Si après avoir épuisé les charmes de l’humour noir, on en revient aux choses sérieuses, il faut d’abord constater que la démocratie, qui se définit comme un système où la souveraineté appartient au peuple et est exercé par celui-ci, n’a rien à voir avec la question de l’avortement: si l’on s’en tient à ces critères, la démocratie peut exister bien que le peuple refuse de légaliser l’avortement, tandis qu’il peut être reconnu dans un système manifestement non démocratique.

Preuve ultime : Le Vatican, État parfaitement non démocratique, est aussi, comme par hasard, l’un des seuls qui, en Europe, interdise strictement l’avortement.

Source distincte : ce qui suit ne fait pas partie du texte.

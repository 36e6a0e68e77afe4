//! Configuration loading: TOML file, environment variables and command line.
//!
//! Looks for `sensortag.toml` in the working directory unless `--config`
//! names another file. Every field except the device address has a sensible
//! default so the file is optional. Environment variables take precedence
//! over file values, and command-line flags over both.

use std::path::{Path, PathBuf};
use std::time::Duration;

use clap::Parser;
use serde::Deserialize;

use sensortag_adapter_ble::{BleConfig, ConnectionLatency};
use sensortag_app::monitor::{
    DEFAULT_CONFIGURE_BACKOFF, DEFAULT_POLL_INTERVAL, DEFAULT_SETTLE_DELAY, MonitorConfig,
};
use sensortag_domain::address::DeviceAddress;
use sensortag_domain::sensor::SensorKind;

const DEFAULT_CONFIG_PATH: &str = "sensortag.toml";

/// Monitor a TI SensorTag and record its readings.
#[derive(Debug, Default, Parser)]
#[command(author, version, about, long_about = None)]
pub struct Args {
    /// Hardware address of the tag (e.g. `B0:B4:48:C9:4A:05`)
    #[arg(short = 'd', long = "dev")]
    pub device: Option<DeviceAddress>,

    /// Seconds between two polls [default: 120]
    #[arg(short, long)]
    pub interval: Option<u64>,

    /// Path of the metrics database [default: sensortag.db]
    #[arg(short, long)]
    pub output: Option<PathBuf>,

    /// Adapter to use (e.g. `hci0`) [default: first adapter]
    #[arg(short, long)]
    pub adapter: Option<String>,

    /// Connection latency hint (low, medium, high)
    #[arg(long)]
    pub latency: Option<ConnectionLatency>,

    /// Configuration file [default: sensortag.toml]
    #[arg(short, long)]
    pub config: Option<PathBuf>,
}

/// Top-level configuration.
#[derive(Debug, Default, Deserialize)]
#[serde(default)]
pub struct Config {
    /// Target tag.
    pub device: DeviceConfig,
    /// Polling and configuration timings.
    pub monitor: MonitorSection,
    /// BLE adapter settings.
    pub ble: BleConfig,
    /// Metrics database settings.
    pub storage: StorageConfig,
    /// Logging settings.
    pub logging: LoggingConfig,
}

/// Target device configuration.
#[derive(Debug, Default, Deserialize)]
#[serde(default)]
pub struct DeviceConfig {
    /// Hardware address of the tag.
    pub address: Option<DeviceAddress>,
}

/// Monitor timings and sensor selection.
#[derive(Debug, Deserialize)]
#[serde(default)]
pub struct MonitorSection {
    pub interval_secs: u64,
    /// Wait between enabling the sensors and reading them.
    pub settle_delay_ms: u64,
    /// Wait before retrying a failed sensor configuration.
    pub configure_backoff_ms: u64,
    /// Sensors to configure and poll.
    pub sensors: Vec<SensorKind>,
}

/// Metrics database configuration.
#[derive(Debug, Deserialize)]
#[serde(default)]
pub struct StorageConfig {
    /// Database file path.
    pub path: PathBuf,
}

/// Logging configuration.
#[derive(Debug, Deserialize)]
#[serde(default)]
pub struct LoggingConfig {
    /// Filter directive (`RUST_LOG` syntax).
    pub filter: String,
}

impl Config {
    /// Load the configuration file, then apply environment-variable and
    /// command-line overrides.
    ///
    /// # Errors
    ///
    /// Returns an error if the file is malformed, an override cannot be
    /// parsed, or the result fails validation.
    pub fn load(args: &Args) -> Result<Self, ConfigError> {
        let mut config = match &args.config {
            Some(path) => Self::from_file(path)?,
            None => Self::from_optional_file(Path::new(DEFAULT_CONFIG_PATH))?,
        };
        config.apply_env_overrides(|key| std::env::var(key).ok())?;
        config.apply_args(args);
        config.validate()?;
        Ok(config)
    }

    fn from_file(path: &Path) -> Result<Self, ConfigError> {
        let content = std::fs::read_to_string(path)?;
        toml::from_str(&content).map_err(ConfigError::Parse)
    }

    fn from_optional_file(path: &Path) -> Result<Self, ConfigError> {
        match std::fs::read_to_string(path) {
            Ok(content) => toml::from_str(&content).map_err(ConfigError::Parse),
            Err(err) if err.kind() == std::io::ErrorKind::NotFound => Ok(Self::default()),
            Err(err) => Err(ConfigError::Io(err)),
        }
    }

    fn apply_env_overrides(
        &mut self,
        lookup: impl Fn(&str) -> Option<String>,
    ) -> Result<(), ConfigError> {
        if let Some(val) = lookup("SENSORTAG_DEVICE") {
            let address = val
                .parse()
                .map_err(|_| ConfigError::Validation(format!("invalid SENSORTAG_DEVICE {val:?}")))?;
            self.device.address = Some(address);
        }
        if let Some(val) = lookup("SENSORTAG_INTERVAL") {
            self.monitor.interval_secs = val.parse().map_err(|_| {
                ConfigError::Validation(format!("invalid SENSORTAG_INTERVAL {val:?}"))
            })?;
        }
        if let Some(val) = lookup("SENSORTAG_OUTPUT") {
            self.storage.path = PathBuf::from(val);
        }
        if let Some(val) = lookup("SENSORTAG_ADAPTER") {
            self.ble.adapter = Some(val);
        }
        if let Some(val) = lookup("SENSORTAG_LOG") {
            self.logging.filter = val;
        }
        if let Some(val) = lookup("RUST_LOG") {
            self.logging.filter = val;
        }
        Ok(())
    }

    fn apply_args(&mut self, args: &Args) {
        if let Some(address) = args.device {
            self.device.address = Some(address);
        }
        if let Some(interval) = args.interval {
            self.monitor.interval_secs = interval;
        }
        if let Some(output) = &args.output {
            self.storage.path.clone_from(output);
        }
        if let Some(adapter) = &args.adapter {
            self.ble.adapter = Some(adapter.clone());
        }
        if let Some(latency) = args.latency {
            self.ble.connection_latency = latency;
        }
    }

    fn validate(&self) -> Result<(), ConfigError> {
        if self.device.address.is_none() {
            return Err(ConfigError::Validation(
                "device address is required (--dev)".to_string(),
            ));
        }
        if self.monitor.interval_secs == 0 {
            return Err(ConfigError::Validation(
                "poll interval must be non-zero".to_string(),
            ));
        }
        if Duration::from_millis(self.monitor.settle_delay_ms) >= self.poll_interval() {
            return Err(ConfigError::Validation(
                "settle delay must be shorter than the poll interval".to_string(),
            ));
        }
        if self.monitor.configure_backoff_ms == 0 {
            return Err(ConfigError::Validation(
                "configure backoff must be non-zero".to_string(),
            ));
        }
        if self.monitor.sensors.is_empty() {
            return Err(ConfigError::Validation(
                "at least one sensor must be monitored".to_string(),
            ));
        }
        if self.ble.operation_timeout_secs == 0 {
            return Err(ConfigError::Validation(
                "BLE operation timeout must be non-zero".to_string(),
            ));
        }
        Ok(())
    }

    /// Return the poll interval.
    #[must_use]
    pub fn poll_interval(&self) -> Duration {
        Duration::from_secs(self.monitor.interval_secs)
    }

    /// Build the monitor's runtime parameters.
    ///
    /// # Errors
    ///
    /// Returns an error if no device address is configured.
    pub fn monitor_config(&self) -> Result<MonitorConfig, ConfigError> {
        let target = self.device.address.ok_or_else(|| {
            ConfigError::Validation("device address is required (--dev)".to_string())
        })?;
        let mut sensors = self.monitor.sensors.clone();
        sensors.dedup();

        Ok(MonitorConfig {
            adapter: self.ble.adapter.clone(),
            poll_interval: self.poll_interval(),
            settle_delay: Duration::from_millis(self.monitor.settle_delay_ms),
            configure_backoff: Duration::from_millis(self.monitor.configure_backoff_ms),
            sensors,
            ..MonitorConfig::new(target)
        })
    }
}

impl Default for MonitorSection {
    fn default() -> Self {
        Self {
            interval_secs: DEFAULT_POLL_INTERVAL.as_secs(),
            settle_delay_ms: millis(DEFAULT_SETTLE_DELAY),
            configure_backoff_ms: millis(DEFAULT_CONFIGURE_BACKOFF),
            sensors: SensorKind::ALL.to_vec(),
        }
    }
}

fn millis(duration: Duration) -> u64 {
    u64::try_from(duration.as_millis()).unwrap_or(u64::MAX)
}

impl Default for StorageConfig {
    fn default() -> Self {
        Self {
            path: PathBuf::from("sensortag.db"),
        }
    }
}

impl Default for LoggingConfig {
    fn default() -> Self {
        Self {
            filter: "sensortag=info".to_string(),
        }
    }
}

/// Configuration errors.
#[derive(Debug, thiserror::Error)]
pub enum ConfigError {
    /// TOML parse failure.
    #[error("failed to parse config file")]
    Parse(#[from] toml::de::Error),
    /// File I/O failure.
    #[error("failed to read config file")]
    Io(#[from] std::io::Error),
    /// Semantic validation failure.
    #[error("invalid configuration: {0}")]
    Validation(String),
}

Le président Biden le sait parfaitement. Lorsqu’il salue la victoire des partisans de l’avortement, et qu’il affirme que la démocratie a gagné, c’est parce qu’il sait que les électeurs de l’Ohio ayant voté favorablement sont par ailleurs ses partisans : en affirmant que « la démocratie a gagné », il veut dire que « les Démocrates ont gagné », et que cette victoire dans l’Ohio, terre trumpiste en 2020, annonce peut-être sa future victoire aux présidentielles. Elle veut dire: Biden a gagné. Et surtout, il gagnera, ou il peut gagner, malgré les sondages désastreux. Telle est en tout cas l’analyse de la presse américaine.

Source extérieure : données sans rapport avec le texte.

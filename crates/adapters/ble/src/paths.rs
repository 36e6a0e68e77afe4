//! Object paths for btleplug entities.
//!
//! btleplug identifies peripherals by opaque platform ids; the core works
//! with hierarchical paths. Devices are named after their hardware address
//! under their adapter, characteristics under their device and service:
//!
//! ```text
//! /org/bluez/hci0
//! /org/bluez/hci0/dev_B0_B4_48_C9_4A_05
//! /org/bluez/hci0/dev_B0_B4_48_C9_4A_05/service_f000aa20…/char_f000aa21…
//! ```

use btleplug::api::BDAddr;
use uuid::Uuid;

use sensortag_app::ports::{AdapterId, ObjectPath};
use sensortag_domain::address::DeviceAddress;

const ROOT: &str = "/org/bluez";

/// Adapter id from btleplug's adapter description (e.g. `hci0 (usb:…)`),
/// falling back to `hci{index}` when the description is empty.
#[must_use]
pub fn adapter_id(info: &str, index: usize) -> AdapterId {
    info.split_whitespace()
        .next()
        .map_or_else(|| AdapterId::new(format!("hci{index}")), AdapterId::new)
}

#[must_use]
pub fn adapter_path(adapter: &AdapterId) -> ObjectPath {
    ObjectPath::new(ROOT).child(adapter.as_str())
}

#[must_use]
pub fn device_address(address: BDAddr) -> DeviceAddress {
    DeviceAddress::new(address.into_inner())
}

#[must_use]
pub fn device_path(adapter: &ObjectPath, address: BDAddr) -> ObjectPath {
    let octets = address.into_inner().map(|octet| format!("{octet:02X}"));
    adapter.child(&format!("dev_{}", octets.join("_")))
}

#[must_use]
pub fn service_path(device: &ObjectPath, service: Uuid) -> ObjectPath {
    device.child(&format!("service_{}", service.simple()))
}

#[must_use]
pub fn characteristic_path(service: &ObjectPath, characteristic: Uuid) -> ObjectPath {
    service.child(&format!("char_{}", characteristic.simple()))
}

#[cfg(test)]
mod tests {
    use super::*;
    use sensortag_domain::sensor::HUMIDITY_DATA;

    fn tag() -> BDAddr {
        BDAddr::from([0xB0, 0xB4, 0x48, 0xC9, 0x4A, 0x05])
    }

    #[test]
    fn should_take_first_word_of_adapter_info() {
        assert_eq!(adapter_id("hci0 (usb:v1D6Bp0246d0540)", 3).as_str(), "hci0");
    }

    #[test]
    fn should_fall_back_to_index_for_empty_adapter_info() {
        assert_eq!(adapter_id("  ", 1).as_str(), "hci1");
    }

    #[test]
    fn should_name_device_after_address() {
        let adapter = adapter_path(&AdapterId::new("hci0"));
        assert_eq!(
            device_path(&adapter, tag()).as_str(),
            "/org/bluez/hci0/dev_B0_B4_48_C9_4A_05"
        );
    }

    #[test]
    fn should_nest_characteristic_under_device() {
        let device = device_path(&adapter_path(&AdapterId::new("hci0")), tag());
        let service = service_path(&device, Uuid::from_u128(0xf000_aa20_0451_4000_b000_0000_0000_0000));
        let characteristic = characteristic_path(&service, HUMIDITY_DATA);

        assert!(service.is_descendant_of(&device));
        assert!(characteristic.is_descendant_of(&service));
        assert!(characteristic.as_str().ends_with("/char_f000aa2104514000b000000000000000"));
    }

    #[test]
    fn should_keep_address_octets() {
        assert_eq!(device_address(tag()).to_string(), "B0:B4:48:C9:4A:05");
    }
}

Or, cette excursion outre-Atlantique permet de comprendre un peu mieux ce qui se passe chez nous: et en particulier l’idée dévoilée par le président Macron d’un projet de loi constitutionnelle visant à inscrire le droit à l’avortement dans la constitution. « En 2024, déclare-t-il le 30 octobre, la liberté des femmes de recourir à l’IVG sera irréversible ». Le candide pourrait se demander à quoi cela sert, puisqu’une proposition de loi constitutionnelle, émanant de l’éminente Mathilde Panot et visant elle aussi à introduire ce droit dans la constitution, a déjà été déposée à l’Assemblée nationale en octobre 2022, a été adoptée par celle-ci fin novembre, puis par le Sénat en février 2023 – ce qui signifie que l’aboutissement de la première phase de la révision n’est plus qu’une question de mois. Dans ces conditions, pour- quoi tout reprendre à zéro, en passant par un projet de loi à l’initiative du président ? Eh bien, tout simplement parce que cette nouvelle procédure met en vedette le chef de l’État, et non madame Panot. C’est lui, et personne d’autre, qui aura « gravé dans le marbre » de la constitution le droit à l’avortement et qui en tirera l’impérissable gloire, comme Simone Veil, en 1975, avait eu celle de l’introduire dans la législation. C’est lui seul, notre Jupiter, qui l’aura rendu « irréversible ». Du moins jusqu’à la prochaine révision.

Mais le passage de la proposition au projet présente un autre avantage : il permet, pour la phase de ratification, de recourir au Congrès, qui devra alors adopter la révision à la majorité des 3/5e des suffrages exprimés. Au Congrès, et non pas au peuple par référendum, ce qui serait le cas s’il s’agissait d’une proposition de loi constitutionnelle émanant des parlementaires. Ce qui est beaucoup plus démocratique, mais un peu moins facile.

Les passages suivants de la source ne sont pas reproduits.